大量製造に際して、予め生地と具材原料とを大量に混ぜ合わせておくと、時間の経過により具材から水分が出て、その水分が生地の物性を変えてしまう。その結果、安定的に同一の品質のものを製造することが困難となる。一方で、千切りキャベツ含む具材原料を、計量して一枚適量毎に混合し、製造ラインに流そうとすると、通常は、千切りキャベツが詰まりを生じさせてしまう。本発明のお好み焼きの製造方法においては、千切りキャベツの一部が角切りキャベツで置き換えられていることにより、製造ラインでの詰まりを防止することができる。
[焼成工程]
本発明のお好み焼きの製造方法においては、具材入り1枚適量生地は、直ちに成形焼成される。焼成は、必要に応じ、コテ等で円形に形を整えながら、160℃〜260℃で5〜20分間行われる。
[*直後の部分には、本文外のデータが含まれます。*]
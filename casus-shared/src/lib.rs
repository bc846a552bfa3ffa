use serde::{Deserialize, Serialize};

pub mod reply;
pub mod sse;

pub use reply::ReplyAssembler;
pub use sse::{encode_reply, SseDecoder, SseFrame, StreamPayload};

#[derive(Debug, Clone, PartialEq, Eq, Serialize, Deserialize)]
pub struct ChatMessage {
    pub role: MessageRole,
    pub content: String,
}

impl ChatMessage {
    pub fn system(content: impl Into<String>) -> Self {
        Self {
            role: MessageRole::System,
            content: content.into(),
        }
    }

    pub fn user(content: impl Into<String>) -> Self {
        Self {
            role: MessageRole::User,
            content: content.into(),
        }
    }

    pub fn assistant(content: impl Into<String>) -> Self {
        Self {
            role: MessageRole::Assistant,
            content: content.into(),
        }
    }
}

#[derive(Debug, Clone, Copy, PartialEq, Eq, Serialize, Deserialize)]
#[serde(rename_all = "lowercase")]
pub enum MessageRole {
    System,
    User,
    Assistant,
}

/// Game role the user wants Casus to take for this request.
#[derive(Debug, Clone, Copy, PartialEq, Eq)]
pub enum CasusMode {
    /// Casus runs the game.
    Mj,
    /// Casus assists a player.
    Joueur,
}

impl CasusMode {
    /// Lenient parse: surrounding whitespace and case are ignored, anything
    /// else than `mj`/`joueur` is no mode at all.
    pub fn parse(raw: &str) -> Option<Self> {
        match raw.trim().to_lowercase().as_str() {
            "mj" => Some(Self::Mj),
            "joueur" => Some(Self::Joueur),
            _ => None,
        }
    }

    pub fn as_str(&self) -> &'static str {
        match self {
            Self::Mj => "mj",
            Self::Joueur => "joueur",
        }
    }
}

/// Optional per-request persona settings sent alongside the messages.
#[derive(Debug, Clone, Default, PartialEq, Eq, Serialize, Deserialize)]
pub struct CasusProfile {
    #[serde(default, skip_serializing_if = "Option::is_none")]
    pub mode: Option<String>,
    #[serde(default, skip_serializing_if = "Option::is_none")]
    pub univers: Option<String>,
    #[serde(default, skip_serializing_if = "Option::is_none")]
    pub style: Option<String>,
}

impl CasusProfile {
    pub fn mode(&self) -> Option<CasusMode> {
        self.mode.as_deref().and_then(CasusMode::parse)
    }

    pub fn univers(&self) -> Option<&str> {
        non_blank(self.univers.as_deref())
    }

    pub fn style(&self) -> Option<&str> {
        non_blank(self.style.as_deref())
    }

    pub fn is_empty(&self) -> bool {
        self.mode().is_none() && self.univers().is_none() && self.style().is_none()
    }
}

fn non_blank(value: Option<&str>) -> Option<&str> {
    value.map(str::trim).filter(|v| !v.is_empty())
}

/// Body of `POST /api/chat`.
#[derive(Debug, Clone, Serialize, Deserialize)]
pub struct ChatRequest {
    pub messages: Vec<ChatMessage>,
    #[serde(default, skip_serializing_if = "Option::is_none")]
    pub casus: Option<CasusProfile>,
}
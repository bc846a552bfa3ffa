pub mod config;
pub mod dice;
pub mod error;
pub mod llm;
pub mod persona;
pub mod routes;

pub use config::ServerConfig;
pub use error::ChatError;
pub use llm::{backend_from_config, EventStream, InferenceBackend};
pub use routes::{router, AppState};
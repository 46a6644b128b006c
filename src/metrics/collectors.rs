//! High-level interface for recording pipeline metrics into Prometheus.
//!
//! The `MetricsCollector` wraps the raw metric statics with consistent
//! labels. Every method silently does nothing until
//! [`init_metrics`](super::init_metrics) has run, so library users and tests
//! never need a registry.

use super::prometheus::{
    COMPOSITE_REWARD, CORRECTIONS_TOTAL, DELIVERIES_TOTAL, DISPATCH_QUEUE_DEPTH, DISPATCH_RUNNING,
    FALLBACKS_TOTAL, RUNS_FINALIZED_TOTAL, STATE_DURATION, TRANSITIONS_TOTAL,
};
use crate::collaborators::PushReport;
use crate::content::FinalStatus;

#[derive(Debug, Clone, Copy, Default)]
pub struct MetricsCollector;

impl MetricsCollector {
    pub fn new() -> Self {
        Self
    }

    /// Record leaving a pipeline state.
    ///
    /// # Arguments
    ///
    /// * `state` - State that was left (e.g. "verifying")
    /// * `outcome` - How it ended (e.g. "succeeded", "fallback", "failed")
    /// * `duration_secs` - Time spent in the state
    pub fn record_transition(&self, state: &str, outcome: &str, duration_secs: f64) {
        if let Some(transitions) = TRANSITIONS_TOTAL.get() {
            transitions.with_label_values(&[state, outcome]).inc();
        }

        if let Some(duration) = STATE_DURATION.get() {
            duration.with_label_values(&[state]).observe(duration_secs);
        }

        if outcome == "fallback" {
            if let Some(fallbacks) = FALLBACKS_TOTAL.get() {
                fallbacks.with_label_values(&[state]).inc();
            }
        }

        tracing::trace!(
            state = state,
            outcome = outcome,
            duration_secs = duration_secs,
            "Recorded transition metric"
        );
    }

    pub fn record_score(&self, composite: f64) {
        if let Some(reward) = COMPOSITE_REWARD.get() {
            reward.observe(composite);
        }
    }

    pub fn record_correction(&self) {
        if let Some(corrections) = CORRECTIONS_TOTAL.get() {
            corrections.inc();
        }
    }

    pub fn record_finalized(&self, status: FinalStatus) {
        if let Some(runs) = RUNS_FINALIZED_TOTAL.get() {
            runs.with_label_values(&[&status.to_string()]).inc();
        }
    }

    /// Record one counter increment per destination in a push report.
    pub fn record_delivery(&self, report: &PushReport) {
        if let Some(deliveries) = DELIVERIES_TOTAL.get() {
            deliveries
                .with_label_values(&["acked"])
                .inc_by(report.successful() as f64);
            deliveries
                .with_label_values(&["failed"])
                .inc_by(report.failed() as f64);
        }
    }

    /// Update the dispatcher gauges.
    pub fn set_dispatcher_load(&self, queued: usize, running: usize) {
        if let Some(depth) = DISPATCH_QUEUE_DEPTH.get() {
            depth.set(queued as f64);
        }
        if let Some(gauge) = DISPATCH_RUNNING.get() {
            gauge.set(running as f64);
        }
    }
}
//! Pipeline metrics.
//!
//! Two layers:
//! - [`MetricsRecorder`]: the append-only, per-run transition log with a live
//!   stream, owned by the pipeline context
//! - Prometheus: process-wide counters and histograms, written through
//!   [`MetricsCollector`] and exported as text
//!
//! # Example
//!
//! ```ignore
//! use news_forge::metrics::{export_metrics, init_metrics};
//!
//! init_metrics()?;
//! // ... run pipelines ...
//! println!("{}", export_metrics());
//! ```

pub mod collectors;
pub mod prometheus;
pub mod recorder;
pub mod summary;

pub use collectors::MetricsCollector;
pub use self::prometheus::{export_metrics, init_metrics, REGISTRY};
pub use recorder::{MetricEntry, MetricsRecorder, StateSummary, Transition, TransitionOutcome};
pub use summary::{FeedbackSummary, ScoreDistribution};
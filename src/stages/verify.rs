//! Verify stage: authenticity score and body sentiment.
//!
//! Authenticity is a local content analysis and always available. Sentiment
//! comes from the text analysis service; when it fails the stage uses the
//! lexicon word-count heuristic and flags the result. This stage never
//! returns a collaborator failure.

use std::sync::Arc;
use std::time::Duration;

use async_trait::async_trait;
use tracing::{debug, warn};

use super::{Stage, StageExecutor, StageOutput, StageRequest};
use crate::collaborators::fallback::{authenticity_heuristic, lexicon_sentiment};
use crate::collaborators::{with_timeout, TextAnalyzer};
use crate::content::{AnalysisSource, Credibility, Sentiment, Verification};
use crate::error::StageResult;

pub struct VerifyStage {
    analyzer: Arc<dyn TextAnalyzer>,
    timeout: Duration,
}

impl VerifyStage {
    pub fn new(analyzer: Arc<dyn TextAnalyzer>, timeout: Duration) -> Self {
        Self { analyzer, timeout }
    }
}

#[async_trait]
impl StageExecutor for VerifyStage {
    fn stage(&self) -> Stage {
        Stage::Verify
    }

    async fn execute(&self, request: &StageRequest) -> StageResult<StageOutput> {
        let payload = request.payload(Stage::Verify)?;

        let sentiment = match with_timeout(
            self.timeout,
            self.analyzer.analyze_sentiment(&payload.body),
        )
        .await
        {
            Ok(reading) => Sentiment {
                polarity: reading.polarity,
                confidence: reading.confidence,
                source: AnalysisSource::Service,
            },
            Err(e) => {
                warn!(item_id = %request.item.id, error = %e, "Sentiment unavailable, using lexicon fallback");
                let reading = lexicon_sentiment(&payload.body);
                Sentiment {
                    polarity: reading.polarity,
                    confidence: reading.confidence,
                    source: AnalysisSource::Fallback,
                }
            }
        };

        let authenticity = authenticity_heuristic(&payload.body);
        debug!(
            item_id = %request.item.id,
            authenticity,
            polarity = sentiment.polarity,
            "Verified article"
        );

        Ok(StageOutput::Verified(Verification {
            authenticity,
            credibility: Credibility::from_authenticity(authenticity),
            fallback_used: sentiment.source.is_fallback(),
            sentiment,
        }))
    }
}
通常お好み焼きを焼く鉄板の温度は、230℃〜250℃であるが、本発明のお好み焼きの製造方法においては、上火を使用することにより、鉄板温度を160℃〜200℃として、焼成することができる。
[その他]
本発明の製造方法により得られたお好み焼きは、冷蔵又は冷凍して、冷蔵食品又は冷凍食品とするのに特に適している。
冷蔵又は冷凍工程における条件は、当業者であれば、適宜設計できる。冷蔵又は冷凍のための手段は、従来技術を適用することができる。例えば、スパイラルフリーザー、ワゴンフリーザー、フレキシブルフリーザー、アルミフィンコイル式冷蔵庫、ユニットクーラ式冷蔵庫等が適用できる。冷凍は、例えば約−30℃で、スパイラルフリーザーを利用して急速に行うことができる。
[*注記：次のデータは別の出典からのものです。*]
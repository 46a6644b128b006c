//! CLI command definitions for news-forge.

use std::path::Path;
use std::sync::Arc;

use clap::Parser;
use serde::Serialize;
use tracing::{info, warn};

use crate::collaborators::{DocumentFilter, DocumentStore, SqliteStore};
use crate::dispatcher::Priority;
use crate::metrics::{export_metrics, init_metrics, FeedbackSummary};
use crate::pipeline::{
    FinalizedRecord, PipelineConfig, PipelineContext, PipelineController, PipelineStats,
    RunOptions, SCORE_RECORDS_COLLECTION,
};
use crate::scoring::ScoreRecord;

/// News content pipeline with reward-gated script correction.
#[derive(Parser)]
#[command(name = "news-forge")]
#[command(about = "Turn news articles into scored, deliverable scripts")]
#[command(version)]
#[command(
    long_about = "news-forge fetches articles, filters them for relevance, verifies them, writes a short script and scores it. Scripts below the acceptance threshold are corrected a bounded number of times.\n\nExample usage:\n  news-forge run https://news.example.com/story --no-push"
)]
pub struct Cli {
    /// The subcommand to execute.
    #[command(subcommand)]
    pub command: Commands,

    /// Log level (trace, debug, info, warn, error).
    #[arg(short, long, default_value = "info", global = true)]
    pub log_level: String,
}

/// Available CLI subcommands.
#[derive(clap::Subcommand)]
pub enum Commands {
    /// Run one or more source URLs through the pipeline.
    Run(RunArgs),

    /// Summarize score records kept in a SQLite store.
    Summary(SummaryArgs),

    /// Print the Prometheus metrics registered by this process.
    Metrics,
}

/// Arguments for `news-forge run`.
#[derive(Parser, Debug)]
pub struct RunArgs {
    /// Source URLs (absolute http or https).
    #[arg(required = true)]
    pub sources: Vec<String>,

    /// YAML configuration file. Environment variables override it.
    #[arg(short, long)]
    pub config: Option<String>,

    /// Submit stage tasks at high priority.
    #[arg(long)]
    pub high_priority: bool,

    /// Do not push finalized records downstream.
    #[arg(long)]
    pub no_push: bool,

    /// Override the acceptance threshold.
    #[arg(long)]
    pub threshold: Option<f64>,

    /// Override the database URL.
    #[arg(long)]
    pub database_url: Option<String>,

    /// Print Prometheus metrics after the runs finish.
    #[arg(long)]
    pub metrics: bool,
}

/// Arguments for `news-forge summary`.
#[derive(Parser, Debug)]
pub struct SummaryArgs {
    /// SQLite URL of the store written by earlier runs.
    #[arg(long, env = "NEWS_FORGE_DATABASE_URL")]
    pub database_url: String,

    /// Only read this many records.
    #[arg(long)]
    pub limit: Option<usize>,
}

/// JSON document printed by `news-forge run`.
#[derive(Debug, Serialize)]
struct RunReport {
    records: Vec<FinalizedRecord>,
    errors: Vec<RunFailure>,
    stats: StatsReport,
}

#[derive(Debug, Serialize)]
struct RunFailure {
    source: String,
    error: String,
}

#[derive(Debug, Serialize)]
struct StatsReport {
    total_runs: u64,
    accepted: u64,
    degraded: u64,
    rejected: u64,
    average_duration_ms: u64,
    delivery_rate: f64,
}

impl From<PipelineStats> for StatsReport {
    fn from(stats: PipelineStats) -> Self {
        Self {
            delivery_rate: stats.delivery_rate(),
            total_runs: stats.total_runs,
            accepted: stats.accepted,
            degraded: stats.degraded,
            rejected: stats.rejected,
            average_duration_ms: stats.average_duration.as_millis() as u64,
        }
    }
}

/// Parse CLI arguments without running any command.
///
/// Use this with `run_with_cli()` when logging has to be set up from the
/// parsed arguments first.
pub fn parse_cli() -> Cli {
    Cli::parse()
}

/// Run the CLI with the parsed arguments.
pub async fn run_with_cli(cli: Cli) -> anyhow::Result<()> {
    match cli.command {
        Commands::Run(args) => run_pipeline_command(args).await,
        Commands::Summary(args) => run_summary_command(args).await,
        Commands::Metrics => run_metrics_command(),
    }
}

fn load_config(args: &RunArgs) -> anyhow::Result<PipelineConfig> {
    let mut config = match &args.config {
        Some(path) => {
            if !Path::new(path).exists() {
                anyhow::bail!("Configuration file not found: {}", path);
            }
            PipelineConfig::from_yaml_file(path)?
        }
        None => PipelineConfig::from_env()?,
    };

    if let Some(threshold) = args.threshold {
        config = config.with_accept_threshold(threshold);
    }
    if let Some(url) = &args.database_url {
        config = config.with_database_url(url.clone());
    }

    config.validate()?;
    Ok(config)
}

async fn run_pipeline_command(args: RunArgs) -> anyhow::Result<()> {
    init_metrics().map_err(|e| anyhow::anyhow!("Failed to register metrics: {}", e))?;

    let config = load_config(&args)?;
    let context = PipelineContext::builder(config).build().await?;
    let controller = PipelineController::new(Arc::new(context));

    let priority = if args.high_priority {
        Priority::High
    } else {
        Priority::Normal
    };
    let options = RunOptions::new()
        .with_priority(priority)
        .with_push(!args.no_push);

    info!(sources = args.sources.len(), priority = %priority, "Starting pipeline runs");
    let results = controller.run_batch(&args.sources, options).await;

    let mut report = RunReport {
        records: Vec::with_capacity(results.len()),
        errors: Vec::new(),
        stats: StatsReport::from(controller.context().stats()),
    };
    for (source, result) in args.sources.iter().zip(results) {
        match result {
            Ok(record) => report.records.push(record),
            Err(e) => {
                warn!(source = %source, error = %e, "Run did not start");
                report.errors.push(RunFailure {
                    source: source.clone(),
                    error: e.to_string(),
                });
            }
        }
    }

    let json_output = serde_json::to_string_pretty(&report)
        .map_err(|e| anyhow::anyhow!("Failed to serialize run report: {}", e))?;
    println!("{}", json_output);

    if args.metrics {
        print!("{}", export_metrics());
    }

    controller.context().shutdown();
    Ok(())
}

async fn run_summary_command(args: SummaryArgs) -> anyhow::Result<()> {
    let store = SqliteStore::connect(&args.database_url).await?;

    let mut filter = DocumentFilter::all();
    if let Some(limit) = args.limit {
        filter = filter.with_limit(limit);
    }
    let documents = store.query(SCORE_RECORDS_COLLECTION, &filter).await?;

    let mut records = Vec::with_capacity(documents.len());
    for document in documents {
        match serde_json::from_value::<ScoreRecord>(document) {
            Ok(record) => records.push(record),
            Err(e) => warn!(error = %e, "Skipping malformed score record"),
        }
    }

    let summary = FeedbackSummary::from_records(&records);
    let json_output = serde_json::to_string_pretty(&summary)
        .map_err(|e| anyhow::anyhow!("Failed to serialize summary: {}", e))?;
    println!("{}", json_output);

    store.close().await;
    Ok(())
}

fn run_metrics_command() -> anyhow::Result<()> {
    init_metrics().map_err(|e| anyhow::anyhow!("Failed to register metrics: {}", e))?;
    print!("{}", export_metrics());
    Ok(())
}

#[cfg(test)]
mod tests {
    use super::*;
    use clap::CommandFactory;

    #[test]
    fn test_cli_parses() {
        Cli::command().debug_assert();
    }

    #[test]
    fn test_run_command_defaults() {
        let cli = Cli::try_parse_from(["news-forge", "run", "https://news.example.com/a"])
            .expect("should parse");

        assert_eq!(cli.log_level, "info");
        match cli.command {
            Commands::Run(args) => {
                assert_eq!(args.sources, vec!["https://news.example.com/a"]);
                assert!(args.config.is_none());
                assert!(!args.high_priority);
                assert!(!args.no_push);
                assert!(args.threshold.is_none());
                assert!(!args.metrics);
            }
            _ => panic!("Expected Run command"),
        }
    }

    #[test]
    fn test_run_command_with_options() {
        let cli = Cli::try_parse_from([
            "news-forge",
            "run",
            "https://news.example.com/a",
            "https://news.example.com/b",
            "--high-priority",
            "--no-push",
            "--threshold",
            "0.7",
            "-l",
            "debug",
        ])
        .expect("should parse");

        assert_eq!(cli.log_level, "debug");
        match cli.command {
            Commands::Run(args) => {
                assert_eq!(args.sources.len(), 2);
                assert!(args.high_priority);
                assert!(args.no_push);
                assert_eq!(args.threshold, Some(0.7));
            }
            _ => panic!("Expected Run command"),
        }
    }

    #[test]
    fn test_run_requires_a_source() {
        assert!(Cli::try_parse_from(["news-forge", "run"]).is_err());
    }

    #[test]
    fn test_load_config_rejects_bad_threshold() {
        let args = RunArgs {
            sources: vec!["https://news.example.com/a".into()],
            config: None,
            high_priority: false,
            no_push: true,
            threshold: Some(1.5),
            database_url: None,
            metrics: false,
        };
        assert!(load_config(&args).is_err());
    }

    #[test]
    fn test_load_config_missing_file() {
        let args = RunArgs {
            sources: vec!["https://news.example.com/a".into()],
            config: Some("/nonexistent/news-forge.yaml".into()),
            high_priority: false,
            no_push: false,
            threshold: None,
            database_url: None,
            metrics: false,
        };
        let err = load_config(&args).unwrap_err();
        assert!(err.to_string().contains("not found"));
    }
}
本発明により奏される、ボリューム感などの良好な食感は、冷蔵又は冷凍されても変化することが少なく、また保存による経時的変化が少ない。そのため、本発明により、冷蔵・冷凍保存後に電子レンジなどで再加熱しても食感の変化の少ないお好み焼きを得ることができる。本発明により製造された冷凍お好み焼きは、約-18℃で、約1年間冷凍保存することができ、そのような条件で冷凍保存した場合であっても、良好な食感を奏しうる。
本発明により製造された冷凍お好み焼きは、電子レンジで解凍調理するのに特に適している。
本発明の製造方法は、上述の冷蔵又は冷凍工程のほか、具材原料下処理工程(例えば、具材として含まれる魚介類、肉類を、予め加熱調理し、調味する工程)、検査工程、包装工程が含まれていてもよい。包装工程は、冷凍工程の後に行うことができる。包装に際しては、お好み焼き自体を包装し、別途個別に包装されたソース及びトッピング類(例えば、マヨネーズ、削りかつお節、粉末状又は細断状の青のり)を添え、お好み焼き製品とすることができる。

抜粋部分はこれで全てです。